"""

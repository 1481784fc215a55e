mod display;
mod fetch;
mod watch;

use std::collections::HashMap;

use anyhow::{Result, bail};
use clap::{Parser, Subcommand};
use tracing_subscriber::EnvFilter;

use vingthuit_client::ai::DeepSeekPredictor;
use vingthuit_client::client::Pc28Client;
use vingthuit_client::token::{load_token, save_token, token_path};
use vingthuit_db::db::{
    count_records, db_path, fetch_last_records, fetch_predictions, migrate, open_db,
    upsert_prediction,
};
use vingthuit_db::models::{Combo, Source};
use vingthuit_db::rusqlite::Connection;
use vingthuit_engine::engine::{Engine, ExternalPrediction};
use vingthuit_engine::format::expand;
use vingthuit_engine::predictors::reference;
use vingthuit_engine::streak::{count_outcomes, current_streaks};

use crate::display::{display_fetch_summary, display_rows, display_stats, display_sum_trend};
use crate::fetch::{cache_kill_group, cache_records};

/// Profondeur d'historique chargée pour calculer les taux glissants.
pub const HISTORY_FETCH_LIMIT: u32 = 200;

#[derive(Parser)]
#[command(name = "vingthuit", about = "Suivi et pronostics du tirage Canada 28")]
struct Cli {
    #[command(subcommand)]
    command: Command,
}

#[derive(Subcommand)]
enum Command {
    /// Récupérer les dernières périodes dans le cache local
    Fetch {
        /// Nombre de périodes demandées au site
        #[arg(short, long, default_value = "50")]
        limit: usize,
    },

    /// Lister les dernières périodes du cache avec les verdicts
    History {
        /// Nombre de périodes à afficher
        #[arg(short, long, default_value = "50")]
        last: usize,
    },

    /// Afficher la répartition des catégories et les séries en cours
    Stats {
        /// Fenêtre d'analyse (nombre de périodes)
        #[arg(short, long, default_value = "50")]
        window: u32,
    },

    /// Pronostics pour la prochaine période
    Predict {
        /// Interroger aussi le prédicteur IA (jeton requis)
        #[arg(long)]
        ai: bool,
    },

    /// Suivi continu : rafraîchissement à chaque période
    Watch {
        /// Nombre de périodes affichées à chaque cycle
        #[arg(short, long, default_value = "20")]
        limit: usize,
    },

    /// Enregistrer ou vérifier le jeton DeepSeek
    Token {
        /// Jeton à enregistrer ; sans valeur, affiche l'état courant
        value: Option<String>,
    },
}

fn main() -> Result<()> {
    tracing_subscriber::fmt()
        .with_env_filter(EnvFilter::from_default_env())
        .init();

    let cli = Cli::parse();
    let path = db_path();
    let conn = open_db(&path)?;
    migrate(&conn)?;

    match cli.command {
        Command::Fetch { limit } => cmd_fetch(&conn, limit),
        Command::History { last } => cmd_history(&conn, last),
        Command::Stats { window } => cmd_stats(&conn, window),
        Command::Predict { ai } => cmd_predict(&conn, ai),
        Command::Watch { limit } => watch::run_watch(&conn, limit),
        Command::Token { value } => cmd_token(value),
    }
}

/// Charge l'historique et les journaux de prédiction du cache dans un
/// moteur prêt à afficher.
pub fn build_engine(conn: &Connection, limit: u32) -> Result<Engine> {
    let mut engine = Engine::new();
    engine.set_records(fetch_last_records(conn, limit)?);

    let mut kill_group = HashMap::new();
    for (section, (label, verdict)) in fetch_predictions(conn, Source::KillGroup)? {
        kill_group.insert(section, ExternalPrediction { display: label, verdict });
    }
    engine.absorb_kill_group(kill_group);

    for (section, (label, _)) in fetch_predictions(conn, Source::Ai)? {
        if let Some(combo) = Combo::parse(&label) {
            engine.record_ai(&section, combo);
        }
    }

    Ok(engine)
}

fn cmd_fetch(conn: &Connection, limit: usize) -> Result<()> {
    let client = Pc28Client::new()?;
    let records = client.open_records(limit)?;
    let summary = cache_records(conn, &records)?;
    display_fetch_summary(&summary);

    let kill_group = client.shazu_predictions();
    if !kill_group.is_empty() {
        cache_kill_group(conn, &kill_group)?;
        println!("  Tableau tiers     : {} périodes", kill_group.len());
    }
    Ok(())
}

fn cmd_history(conn: &Connection, last: usize) -> Result<()> {
    if count_records(conn)? == 0 {
        println!("Cache vide. Lancez d'abord : vingthuit fetch");
        return Ok(());
    }
    let engine = build_engine(conn, HISTORY_FETCH_LIMIT)?;
    display_rows(&engine.snapshot(last));
    Ok(())
}

fn cmd_stats(conn: &Connection, window: u32) -> Result<()> {
    let n = count_records(conn)?;
    if n == 0 {
        println!("Cache vide. Lancez d'abord : vingthuit fetch");
        return Ok(());
    }
    let effective_window = window.min(n);
    let records = fetch_last_records(conn, effective_window)?;

    let counts = count_outcomes(&records);
    let streaks = current_streaks(&records);
    display_stats(&counts, streaks.as_ref(), effective_window);
    display_sum_trend(&records);
    Ok(())
}

fn cmd_predict(conn: &Connection, ai: bool) -> Result<()> {
    if count_records(conn)? == 0 {
        println!("Cache vide. Lancez d'abord : vingthuit fetch");
        return Ok(());
    }
    let mut engine = build_engine(conn, HISTORY_FETCH_LIMIT)?;
    let section = match engine.next_section() {
        Some(section) => section,
        None => bail!("Identifiant de période non numérique : pronostic impossible"),
    };

    println!("Prochaine période : {}\n", section);

    if let Some(forecast) = engine.latest().and_then(reference::forecast) {
        println!(
            "  Référence         : {} -> {} (à éviter : {})",
            forecast.guess,
            expand(&forecast.guess.to_string()),
            forecast.kill
        );
    }

    if let Some(display) = engine.kill_group_display(&section) {
        println!("  Groupe à éliminer : {} -> {}", display, expand(&display));
    }

    if ai {
        let token = match load_token(&token_path()) {
            Some(token) => token,
            None => bail!("Aucun jeton DeepSeek. Enregistrez-le avec : vingthuit token <valeur>"),
        };
        let predictor = DeepSeekPredictor::new(&token)?;
        match predictor.predict(engine.records(), &section)? {
            Some(label) => {
                upsert_prediction(conn, Source::Ai, &section, &label.to_string(), None)?;
                engine.record_ai(&section, label);
                println!(
                    "  Pronostic IA      : {} -> {}",
                    label,
                    expand(&label.to_string())
                );
            }
            None => println!("  Pronostic IA      : réponse sans étiquette exploitable"),
        }
    }

    Ok(())
}

fn cmd_token(value: Option<String>) -> Result<()> {
    let path = token_path();
    match value {
        Some(token) => {
            save_token(&path, &token)?;
            println!("Jeton enregistré dans {}", path.display());
        }
        None => match load_token(&path) {
            Some(_) => println!("Un jeton est enregistré dans {}", path.display()),
            None => println!("Aucun jeton enregistré ({}).", path.display()),
        },
    }
    Ok(())
}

"""

# EXERCISE DETAILS
Reproduce the entries above in full and exactly.

# OUTPUT
repository 1481784fc215a55e
mod display;
mod fetch;
mod watch;

use std::collections::HashMap;

use anyhow::{Result, bail};
use clap::{Parser, Subcommand};
use tracing_subscriber::EnvFilter;

use vingthuit_client::ai::DeepSeekPredictor;
use vingthuit_client::client::Pc28Client;
use vingthuit_client::token::{load_token, save_token, token_path};
use vingthuit_db::db::{
    count_records, db_path, fetch_last_records, fetch_predictions, migrate, open_db,
    upsert_prediction,
};
use vingthuit_db::models::{Combo, Source};
use vingthuit_db::rusqlite::Connection;
use vingthuit_engine::engine::{Engine, ExternalPrediction};
use vingthuit_engine::format::expand;
use vingthuit_engine::predictors::reference;
use vingthuit_engine::streak::{count_outcomes, current_streaks};

use crate::display::{display_fetch_summary, display_rows, display_stats, display_sum_trend};
use crate::fetch::{cache_kill_group, cache_records};

/// Profondeur d'historique chargée pour calculer les taux glissants.
pub const HISTORY_FETCH_LIMIT: u32 = 200;

#[derive(Parser)]
#[command(name = "vingthuit", about = "Suivi et pronostics du tirage Canada 28")]
struct Cli {
    #[command(subcommand)]
    command: Command,
}

#[derive(Subcommand)]
enum Command {
    /// Récupérer les dernières périodes dans le cache local
    Fetch {
        /// Nombre de périodes demandées au site
        #[arg(short, long, default_value = "50")]
        limit: usize,
    },

    /// Lister les dernières périodes du cache avec les verdicts
    History {
        /// Nombre de périodes à afficher
        #[arg(short, long, default_value = "50")]
        last: usize,
    },

    /// Afficher la répartition des catégories et les séries en cours
    Stats {
        /// Fenêtre d'analyse (nombre de périodes)
        #[arg(short, long, default_value = "50")]
        window: u32,
    },

    /// Pronostics pour la prochaine période
    Predict {
        /// Interroger aussi le prédicteur IA (jeton requis)
        #[arg(long)]
        ai: bool,
    },

    /// Suivi continu : rafraîchissement à chaque période
    Watch {
        /// Nombre de périodes affichées à chaque cycle
        #[arg(short, long, default_value = "20")]
        limit: usize,
    },

    /// Enregistrer ou vérifier le jeton DeepSeek
    Token {
        /// Jeton à enregistrer ; sans valeur, affiche l'état courant
        value: Option<String>,
    },
}

fn main() -> Result<()> {
    tracing_subscriber::fmt()
        .with_env_filter(EnvFilter::from_default_env())
        .init();

    let cli = Cli::parse();
    let path = db_path();
    let conn = open_db(&path)?;
    migrate(&conn)?;

    match cli.command {
        Command::Fetch { limit } => cmd_fetch(&conn, limit),
        Command::History { last } => cmd_history(&conn, last),
        Command::Stats { window } => cmd_stats(&conn, window),
        Command::Predict { ai } => cmd_predict(&conn, ai),
        Command::Watch { limit } => watch::run_watch(&conn, limit),
        Command::Token { value } => cmd_token(value),
    }
}

/// Charge l'historique et les journaux de prédiction du cache dans un
/// moteur prêt à afficher.
pub fn build_engine(conn: &Connection, limit: u32) -> Result<Engine> {
    let mut engine = Engine::new();
    engine.set_records(fetch_last_records(conn, limit)?);

    let mut kill_group = HashMap::new();
    for (section, (label, verdict)) in fetch_predictions(conn, Source::KillGroup)? {
        kill_group.insert(section, ExternalPrediction { display: label, verdict });
    }
    engine.absorb_kill_group(kill_group);

    for (section, (label, _)) in fetch_predictions(conn, Source::Ai)? {
        if let Some(combo) = Combo::parse(&label) {
            engine.record_ai(&section, combo);
        }
    }

    Ok(engine)
}

fn cmd_fetch(conn: &Connection, limit: usize) -> Result<()> {
    let client = Pc28Client::new()?;
    let records = client.open_records(limit)?;
    let summary = cache_records(conn, &records)?;
    display_fetch_summary(&summary);

    let kill_group = client.shazu_predictions();
    if !kill_group.is_empty() {
        cache_kill_group(conn, &kill_group)?;
        println!("  Tableau tiers     : {} périodes", kill_group.len());
    }
    Ok(())
}

fn cmd_history(conn: &Connection, last: usize) -> Result<()> {
    if count_records(conn)? == 0 {
        println!("Cache vide. Lancez d'abord : vingthuit fetch");
        return Ok(());
    }
    let engine = build_engine(conn, HISTORY_FETCH_LIMIT)?;
    display_rows(&engine.snapshot(last));
    Ok(())
}

fn cmd_stats(conn: &Connection, window: u32) -> Result<()> {
    let n = count_records(conn)?;
    if n == 0 {
        println!("Cache vide. Lancez d'abord : vingthuit fetch");
        return Ok(());
    }
    let effective_window = window.min(n);
    let records = fetch_last_records(conn, effective_window)?;

    let counts = count_outcomes(&records);
    let streaks = current_streaks(&records);
    display_stats(&counts, streaks.as_ref(), effective_window);
    display_sum_trend(&records);
    Ok(())
}

fn cmd_predict(conn: &Connection, ai: bool) -> Result<()> {
    if count_records(conn)? == 0 {
        println!("Cache vide. Lancez d'abord : vingthuit fetch");
        return Ok(());
    }
    let mut engine = build_engine(conn, HISTORY_FETCH_LIMIT)?;
    let section = match engine.next_section() {
        Some(section) => section,
        None => bail!("Identifiant de période non numérique : pronostic impossible"),
    };

    println!("Prochaine période : {}\n", section);

    if let Some(forecast) = engine.latest().and_then(reference::forecast) {
        println!(
            "  Référence         : {} -> {} (à éviter : {})",
            forecast.guess,
            expand(&forecast.guess.to_string()),
            forecast.kill
        );
    }

    if let Some(display) = engine.kill_group_display(&section) {
        println!("  Groupe à éliminer : {} -> {}", display, expand(&display));
    }

    if ai {
        let token = match load_token(&token_path()) {
            Some(token) => token,
            None => bail!("Aucun jeton DeepSeek. Enregistrez-le avec : vingthuit token <valeur>"),
        };
        let predictor = DeepSeekPredictor::new(&token)?;
        match predictor.predict(engine.records(), &section)? {
            Some(label) => {
                upsert_prediction(conn, Source::Ai, &section, &label.to_string(), None)?;
                engine.record_ai(&section, label);
                println!(
                    "  Pronostic IA      : {} -> {}",
                    label,
                    expand(&label.to_string())
                );
            }
            None => println!("  Pronostic IA      : réponse sans étiquette exploitable"),
        }
    }

    Ok(())
}

fn cmd_token(value: Option<String>) -> Result<()> {
    let path = token_path();
    match value {
        Some(token) => {
            save_token(&path, &token)?;
            println!("Jeton enregistré dans {}", path.display());
        }
        None => match load_token(&path) {
            Some(_) => println!("Un jeton est enregistré dans {}", path.display()),
            None => println!("Aucun jeton enregistré ({}).", path.display()),
        },
    }
    Ok(())
}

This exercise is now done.